11. El vector de cualquiera de las reivindicaciones 2-10, donde el polipéptido inmunoestimulante es un polipéptido CD154 o un polipéptido HMGB1.

12. El vector de la reivindicación 1 1 , donde el polipéptido CD154 tiene la capacidad de unirse a CD40, donde el polipéptido CD154 es de menos que 50 aminoácidos y comprende los aminoácidos 140-149 de la SEQ ID N°: 13 o un homólogo del mismo.

13. El vector de la reivindicación 12, donde el polipéptido CD154 comprende un polipéptido seleccionado de las SEQ ID N°: 15-19.

14. El vector de la reivindicación 11 , donde el polipéptido HMGB1 comprende un polipéptido seleccionado entre al menos una de las SEQ ID N°: 20-28 o un fragmento de al menos una de las SEQ ID N°: 20-28.

15. El vector de cualquiera de las reivindicaciones 2-14, donde la secuencial del polipéptido antigénico es la SEQ ID N°: 7 y el polipéptido inmunoestimulante se seleccionan entre una de las SEQ ID N°: 13-28 o en donde la secuencial del polipéptido antigénico y la secuencia inmunoestimulante comprenden la SEQ ID N°: 10.

16. El vector de cualquiera de las reivindicaciones 1-15, donde la administración del vector a un sujeto tiene la capacidad de generar una respuesta de anticuerpos.

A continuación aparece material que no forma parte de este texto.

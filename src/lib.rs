//! # lineasm
//!
//! Interpreter for a small line-oriented instruction language: one
//! instruction per line (`SET`, `INC`/`DEC`, `ADD`..`MOD`, conditional jumps
//! to `DECL`ared labels, `PRINT`, `DUMP`).
//!
//! Source text is tokenized line by line against an ordered grammar table
//! ([`grammar`], [`lexer`]), labels are bound to instruction indices
//! ([`labels`]), and the [`vm::Engine`] steps a [`state::ProgramState`]
//! one instruction at a time.

pub mod frontend;
pub mod grammar;
pub mod labels;
pub mod lang;
pub mod lexer;
pub mod load_error;
pub mod loader;
pub mod log;
pub mod runtime_error;
pub mod state;
pub mod token;
pub mod vm;
use log::{debug, error};

use crate::config::Options;
use crate::console::Console;
use crate::program::{Invocation, ProcessRunner};

/// What happened over the course of a single dispatch
#[derive(Debug, Default, Copy, Clone, PartialEq, Eq)]
pub struct Outcome {
    failures: usize,
    halted: bool,
}
impl Outcome {
    /// The number of external steps which failed
    #[inline]
    pub fn failures(&self) -> usize {
        self.failures
    }

    /// True if a fatal step failed and the dispatch stopped early
    #[inline]
    pub fn halted(&self) -> bool {
        self.halted
    }

    /// Failures only affect the exit code in strict mode
    pub fn exit_code(&self, strict: bool) -> i32 {
        if strict && (self.failures > 0 || self.halted) {
            1
        } else {
            0
        }
    }
}

/// State shared by the actions of a single dispatch
pub struct Session<'a> {
    options: &'a Options,
    runner: &'a mut dyn ProcessRunner,
    console: Console<'a>,
    outcome: Outcome,
}
impl<'a> Session<'a> {
    pub fn new(
        options: &'a Options,
        runner: &'a mut dyn ProcessRunner,
        console: Console<'a>,
    ) -> Self {
        Self {
            options,
            runner,
            console,
            outcome: Outcome::default(),
        }
    }

    #[inline]
    pub fn options(&self) -> &'a Options {
        self.options
    }

    #[inline]
    pub fn console(&mut self) -> &mut Console<'a> {
        &mut self.console
    }

    /// Runs `invocation`, returning true if it exited successfully
    ///
    /// A process which could not be started counts as a failed step.
    pub fn execute(&mut self, invocation: &Invocation) -> bool {
        if let Err(err) = self.console.flush() {
            debug!("unable to flush console: {}", err);
        }

        debug!(
            "running '{}' in {}",
            invocation,
            invocation.current_dir().display()
        );
        match self.runner.run(invocation) {
            Ok(status) if status.success() => true,
            Ok(status) => {
                debug!("'{}' failed with {}", invocation, status);
                self.outcome.failures += 1;
                false
            }
            Err(err) => {
                error!("{}", err);
                self.outcome.failures += 1;
                false
            }
        }
    }

    /// Stops the dispatch, no further steps will run
    pub fn halt(&mut self) {
        self.outcome.halted = true;
    }

    #[inline]
    pub fn is_halted(&self) -> bool {
        self.outcome.halted
    }

    pub fn finish(self) -> Outcome {
        self.outcome
    }
}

17. El vector de la reivindicación 16, donde la respuesta del anticuerpo es una respuesta de IgA.

18. El vector de cualquiera de las reivindicaciones 1-17, donde el vector tiene la capacidad de proteger a un sujeto vacunado contra una subsiguiente infección con Campyiobacter spp..

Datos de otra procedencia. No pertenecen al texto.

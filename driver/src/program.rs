use std::ffi::{OsStr, OsString};
use std::fmt;
use std::path::{Path, PathBuf};
use std::process::Command;

use log::debug;

use crate::error::DriverError;

/// A fully-specified external command line
///
/// The working directory is part of the invocation, so running one never
/// changes the working directory of this process.
#[derive(Debug, Clone, PartialEq, Eq)]
pub struct Invocation {
    program: String,
    args: Vec<OsString>,
    cwd: PathBuf,
}
impl Invocation {
    pub fn new<P: Into<String>>(program: P, cwd: &Path) -> Self {
        Self {
            program: program.into(),
            args: vec![],
            cwd: cwd.to_path_buf(),
        }
    }

    pub fn arg<S: AsRef<OsStr>>(&mut self, arg: S) -> &mut Self {
        self.args.push(arg.as_ref().to_os_string());
        self
    }

    pub fn args<I, S>(&mut self, args: I) -> &mut Self
    where
        I: IntoIterator<Item = S>,
        S: AsRef<OsStr>,
    {
        for arg in args {
            self.arg(arg);
        }
        self
    }

    #[inline]
    pub fn program(&self) -> &str {
        self.program.as_str()
    }

    #[inline]
    pub fn get_args(&self) -> &[OsString] {
        self.args.as_slice()
    }

    #[inline]
    pub fn current_dir(&self) -> &Path {
        self.cwd.as_path()
    }
}
impl fmt::Display for Invocation {
    fn fmt(&self, f: &mut fmt::Formatter) -> fmt::Result {
        f.write_str(&self.program)?;
        for arg in self.args.iter() {
            write!(f, " {}", arg.to_string_lossy())?;
        }
        Ok(())
    }
}

/// The exit status of a finished external process
///
/// A process terminated by a signal has no exit code, and is never successful.
#[derive(Debug, Copy, Clone, PartialEq, Eq)]
pub struct ExitStatus(Option<i32>);
impl ExitStatus {
    pub const SUCCESS: Self = Self(Some(0));

    pub const fn from_code(code: i32) -> Self {
        Self(Some(code))
    }

    pub const fn terminated() -> Self {
        Self(None)
    }

    #[inline]
    pub fn success(self) -> bool {
        self.0 == Some(0)
    }

    #[inline]
    pub fn code(self) -> Option<i32> {
        self.0
    }
}
impl From<std::process::ExitStatus> for ExitStatus {
    fn from(status: std::process::ExitStatus) -> Self {
        Self(status.code())
    }
}
impl fmt::Display for ExitStatus {
    fn fmt(&self, f: &mut fmt::Formatter) -> fmt::Result {
        match self.0 {
            Some(code) => write!(f, "exit status {}", code),
            None => f.write_str("termination by signal"),
        }
    }
}

/// Runs external processes on behalf of the dispatcher
pub trait ProcessRunner {
    /// Runs `invocation` to completion, blocking until it exits
    fn run(&mut self, invocation: &Invocation) -> Result<ExitStatus, DriverError>;
}

/// Runs invocations as child processes of this one, inheriting stdio
#[derive(Debug, Default, Copy, Clone)]
pub struct SystemRunner;
impl ProcessRunner for SystemRunner {
    fn run(&mut self, invocation: &Invocation) -> Result<ExitStatus, DriverError> {
        let program =
            which::which(invocation.program()).map_err(|source| DriverError::ProgramNotFound {
                program: invocation.program().to_owned(),
                source,
            })?;
        debug!(
            "spawning {} in {}",
            program.display(),
            invocation.current_dir().display()
        );

        Command::new(program)
            .args(invocation.get_args())
            .current_dir(invocation.current_dir())
            .status()
            .map(ExitStatus::from)
            .map_err(|source| DriverError::Spawn {
                invocation: invocation.to_string(),
                source,
            })
    }
}

/// An external tool the dispatcher knows how to invoke
pub trait Program {
    fn executable_name(&self) -> &'static str;

    /// Starts a new invocation of this program in `cwd`
    fn cmd(&self, cwd: &Path) -> Invocation {
        Invocation::new(self.executable_name(), cwd)
    }
}

#[derive(Debug, Default, Copy, Clone)]
pub struct Cargo;
impl Program for Cargo {
    fn executable_name(&self) -> &'static str {
        "cargo"
    }
}

#[derive(Debug, Default, Copy, Clone)]
pub struct Javac;
impl Program for Javac {
    fn executable_name(&self) -> &'static str {
        "javac"
    }
}

#[cfg(test)]
mod test {
    use super::*;

    #[test]
    fn invocation_display_includes_arguments() {
        let mut invocation = Cargo.cmd(Path::new("/work"));
        invocation.args(["build", "--verbose"]);
        assert_eq!(invocation.to_string(), "cargo build --verbose");
        assert_eq!(invocation.current_dir(), Path::new("/work"));
    }

    #[test]
    fn only_zero_is_success() {
        assert!(ExitStatus::SUCCESS.success());
        assert!(!ExitStatus::from_code(1).success());
        assert!(!ExitStatus::from_code(-1).success());
        assert!(!ExitStatus::terminated().success());
        assert_eq!(ExitStatus::terminated().code(), None);
    }

    #[test]
    fn missing_program_is_reported() {
        let invocation = Invocation::new("bubble-definitely-not-a-real-tool", Path::new("."));
        match SystemRunner.run(&invocation) {
            Err(DriverError::ProgramNotFound { program, .. }) => {
                assert_eq!(program, "bubble-definitely-not-a-real-tool")
            }
            other => panic!("expected missing program error, got {:?}", other),
        }
    }
}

19. El vector de cualquiera de las reivindicaciones 1-18, que además comprende una cuarta secuencial de polinucleótidos que codifica un segundo polipéptido antigénico..

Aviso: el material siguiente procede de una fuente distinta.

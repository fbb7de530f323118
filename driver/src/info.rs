//! Static help topics shown by `bubble info <topic>`

pub struct Topic {
    pub key: &'static str,
    pub text: &'static str,
}

/// Registered topics, in the order they are listed
pub static TOPICS: &[Topic] = &[
    Topic {
        key: "bytemods",
        text: "Info ~> \n\nBytemods -> Bytemods is a process which intentionally *breaks* a suite of class files for testing",
    },
    Topic {
        key: "classbasket",
        text: "Info ~> \n\nClassbasket -> The class basket is a directory of small Java snippets compiled with javac to serve as class file fixtures for the JVM tests",
    },
    Topic {
        key: "release",
        text: "Info ~> \n\nRelease -> Set the BUBBLE_RELEASE environment variable to exactly \"true\" to make buildjvm produce an optimized release build",
    },
];

pub fn lookup(key: &str) -> Option<&'static Topic> {
    TOPICS.iter().find(|topic| topic.key == key)
}

pub fn keys() -> impl Iterator<Item = &'static str> {
    TOPICS.iter().map(|topic| topic.key)
}

#[cfg(test)]
mod test {
    use pretty_assertions::assert_eq;

    use super::*;

    #[test]
    fn bytemods_is_registered() {
        let topic = lookup("bytemods").unwrap();
        assert!(topic.text.starts_with("Info ~> \n\nBytemods -> "));
    }

    #[test]
    fn lookup_is_exact() {
        assert!(lookup("ByteMods").is_none());
        assert!(lookup("").is_none());
    }

    #[test]
    fn keys_are_listed_in_registration_order() {
        assert_eq!(
            keys().collect::<Vec<_>>(),
            vec!["bytemods", "classbasket", "release"]
        );
    }
}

20. Una composición farmacéutica que comprende el vector de cualquiera de las reivindicaciones 1- 9, y un vehículo farmacéuticamente aceptable.

21. Uso del vector de cualquiera de las reivindicaciones 1 -19 en la elaboración de un medicamento para mejorar la respuesta inmune del sujeto al polipéptido antigénico.

22. Uso del vector de cualquiera de las reivindicaciones 1 -19 en la elaboración de un medicamento para mejorar la resistencia a una infección por Campyiobacter después de una subsiguiente exposición del sujeto a Campyiobacter spp..

23. El uso de cualquiera de las reivindicaciones 21-22, donde el vector está atenuado o muerto antes de la administración.

24. El uso de cualquiera de las reivindicaciones 21 -23, donde la respuesta inmune o resistencia mejora con una mayor producción de anticuerpos.

25. El uso de la reivindicación 24, donde la mayor respuesta de anticuerpos comprende una mayor respuesta de IgA.

26. El uso de cualquiera de las reivindicaciones 21-25, donde una respuesta inmune mejorada o una mayor resistencia se caracteriza en que una subsiguiente infección con Campyiobacter spp. da como resultado un menor crecimiento de Campyiobacter en comparación con un control.

27. El método de la reivindicación 26, donde se reduce el crecimiento de Campyiobacter en al menos 2 logs en comparación con el crecimiento de Campyiobacter después de la administración de un vector control.